(Saved entries)
★ ★ ★

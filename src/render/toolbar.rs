//! Toolbar above the canvas.

use crate::app::MoodboardApp;
use crate::constants::HEADER_HEIGHT;
use gpui::prelude::FluentBuilder;
use gpui::*;
use gpui_component::{ActiveTheme as _, h_flex};

fn toolbar_button(
    id: &'static str,
    label: impl Into<SharedString>,
    primary: bool,
    enabled: bool,
    cx: &App,
) -> Stateful<Div> {
    let (bg, fg) = if primary {
        (cx.theme().primary, cx.theme().primary_foreground)
    } else {
        (cx.theme().muted, cx.theme().foreground)
    };
    let hover_bg = bg.opacity(0.85);

    div()
        .id(id)
        .h(px(32.0))
        .px(px(14.0))
        .rounded(px(6.0))
        .bg(bg)
        .text_color(fg)
        .text_size(px(13.0))
        .font_weight(FontWeight::MEDIUM)
        .flex()
        .items_center()
        .when(enabled, |b| b.cursor_pointer().hover(move |s| s.bg(hover_bg)))
        .when(!enabled, |b| b.opacity(0.5))
        .child(label.into())
}

pub fn render_toolbar(app: &MoodboardApp, cx: &mut Context<MoodboardApp>) -> Stateful<Div> {
    let border = cx.theme().border;
    let muted_fg = cx.theme().muted_foreground;
    let export_enabled = app.export.is_enabled();
    let has_items = !app.board.is_empty();
    let pending = app.pending_loads;

    h_flex()
        .id("toolbar")
        .h(px(HEADER_HEIGHT))
        .w_full()
        .flex_none()
        .px(px(16.0))
        .gap(px(8.0))
        .border_b_1()
        .border_color(border)
        .child(
            div()
                .text_size(px(15.0))
                .font_weight(FontWeight::SEMIBOLD)
                .mr(px(12.0))
                .child("Moodboard"),
        )
        .child(
            toolbar_button("upload", "Upload", false, true, cx)
                .on_click(cx.listener(|this, _, _window, cx| this.upload_images(cx))),
        )
        .child(
            toolbar_button("samples", "Add samples", false, true, cx)
                .on_click(cx.listener(|this, _, _window, cx| this.add_sample_images(cx))),
        )
        .child(
            toolbar_button("clear-all", "Clear all", false, has_items, cx).when(has_items, |b| {
                b.on_click(cx.listener(|this, _, window, cx| this.request_clear_all(window, cx)))
            }),
        )
        .child(div().flex_1())
        .when(pending > 0, |el| {
            el.child(
                div()
                    .text_size(px(12.0))
                    .text_color(muted_fg)
                    .child(format!("Loading {pending}...")),
            )
        })
        .child(
            toolbar_button("export", app.export.label(), true, export_enabled, cx).when(
                export_enabled,
                |b| b.on_click(cx.listener(|this, _, window, cx| this.export_png(window, cx))),
            ),
        )
}
//! Tests for the subcommand handlers against a CSV on disk.

use std::path::PathBuf;

use serde_json::Value;
use techjobs_cli::commands::{exit_code, open_store, run_all, run_columns, run_list, run_search};
use techjobs_cli::output::OutputFormat;
use techjobs_core::{DataSourceConfig, JobData};
use tempfile::TempDir;

const CSV: &str = "Employer,Skill\nAcme Go,Rust\nGlobex,Go\n";

fn write_csv(dir: &TempDir) -> PathBuf {
    let path = dir.path().join("jobs.csv");
    std::fs::write(&path, CSV).expect("write csv");
    path
}

fn store(dir: &TempDir) -> JobData {
    open_store(DataSourceConfig::new("unused.csv"), Some(write_csv(dir)))
}

fn employers(json: &str) -> Vec<String> {
    let rows: Vec<Value> = serde_json::from_str(json).expect("parse json");
    rows.iter()
        .map(|row| row["Employer"].as_str().expect("employer").to_string())
        .collect()
}

#[test]
fn list_renders_distinct_values_as_json() {
    let dir = TempDir::new().expect("tempdir");
    let jobs = store(&dir);

    let json = run_list(&jobs, "Employer", OutputFormat::Json).expect("list");

    insta::assert_snapshot!(json, @r#"
    [
      "Acme Go",
      "Globex"
    ]
    "#);
}

#[test]
fn all_renders_every_row() {
    let dir = TempDir::new().expect("tempdir");
    let jobs = store(&dir);

    let json = run_all(&jobs, OutputFormat::Json).expect("all");

    assert_eq!(employers(&json), ["Acme Go", "Globex"]);
}

#[test]
fn search_with_column_only_checks_that_column() {
    let dir = TempDir::new().expect("tempdir");
    let jobs = store(&dir);

    let json = run_search(&jobs, "go", Some("Skill"), OutputFormat::Json).expect("search");

    let rows: Vec<Value> = serde_json::from_str(&json).expect("parse json");
    assert_eq!(rows.len(), 1);
    assert_eq!(rows[0]["Employer"], "Globex");
    assert_eq!(rows[0]["Skill"], "Go");
}

#[test]
fn search_without_column_checks_every_column() {
    let dir = TempDir::new().expect("tempdir");
    let jobs = store(&dir);

    let json = run_search(&jobs, "GO", None, OutputFormat::Json).expect("search");

    assert_eq!(employers(&json), ["Acme Go", "Globex"]);
}

#[test]
fn search_with_no_matches_prints_notice() {
    let dir = TempDir::new().expect("tempdir");
    let jobs = store(&dir);

    let rendered = run_search(&jobs, "Cobol", None, OutputFormat::Table).expect("search");

    assert_eq!(rendered, techjobs_cli::output::NO_RESULTS);
}

#[test]
fn column_differing_only_in_case_gets_a_hint() {
    let dir = TempDir::new().expect("tempdir");
    let jobs = store(&dir);

    let result = run_list(&jobs, "employer", OutputFormat::Json);

    let message = format!("{:#}", result.as_ref().expect_err("unknown column"));
    assert!(message.contains("did you mean 'Employer'?"), "{message}");
    assert_eq!(exit_code(&result), 1);

    let result = run_search(&jobs, "go", Some("skill"), OutputFormat::Json);
    let message = format!("{:#}", result.as_ref().expect_err("unknown column"));
    assert!(message.contains("did you mean 'Skill'?"), "{message}");
}

#[test]
fn unrelated_column_has_no_hint() {
    let dir = TempDir::new().expect("tempdir");
    let jobs = store(&dir);

    let result = run_list(&jobs, "Salary", OutputFormat::Json);

    let message = format!("{:#}", result.as_ref().expect_err("unknown column"));
    assert!(!message.contains("did you mean"), "{message}");
    assert!(message.contains("Employer, Skill"), "{message}");
}

#[test]
fn missing_file_fails_with_nonzero_exit() {
    let dir = TempDir::new().expect("tempdir");
    let jobs = open_store(
        DataSourceConfig::new("unused.csv"),
        Some(dir.path().join("missing.csv")),
    );

    let result = run_all(&jobs, OutputFormat::Json);

    assert!(result.is_err());
    assert_eq!(exit_code(&result), 1);
}

#[test]
fn successful_command_exits_zero() {
    let dir = TempDir::new().expect("tempdir");
    let jobs = store(&dir);

    let result = run_columns(&jobs, OutputFormat::Json);

    assert_eq!(exit_code(&result), 0);
    let columns: Vec<String> =
        serde_json::from_str(&result.expect("columns")).expect("parse json");
    assert_eq!(columns, ["Employer", "Skill"]);
}

#[test]
fn data_flag_overrides_configured_path() {
    let dir = TempDir::new().expect("tempdir");
    let path = write_csv(&dir);

    let jobs = open_store(DataSourceConfig::new("env.csv"), Some(path.clone()));
    assert_eq!(jobs.config().path(), path.as_path());

    let jobs = open_store(DataSourceConfig::new("env.csv"), None);
    assert_eq!(jobs.config().path(), std::path::Path::new("env.csv"));
}
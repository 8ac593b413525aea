//! CLI library components for the job listing query tool.

pub mod commands;
pub mod logging;
pub mod output;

★ ★ ★

▸ Work to complete: Your answer should consist of the lines above that hold the word "rendered", copied exactly.

▸ Task response:
    let rendered = run_search(&jobs, "Cobol", None, OutputFormat::Table).expect("search");
    assert_eq!(rendered, techjobs_cli::output::NO_RESULTS);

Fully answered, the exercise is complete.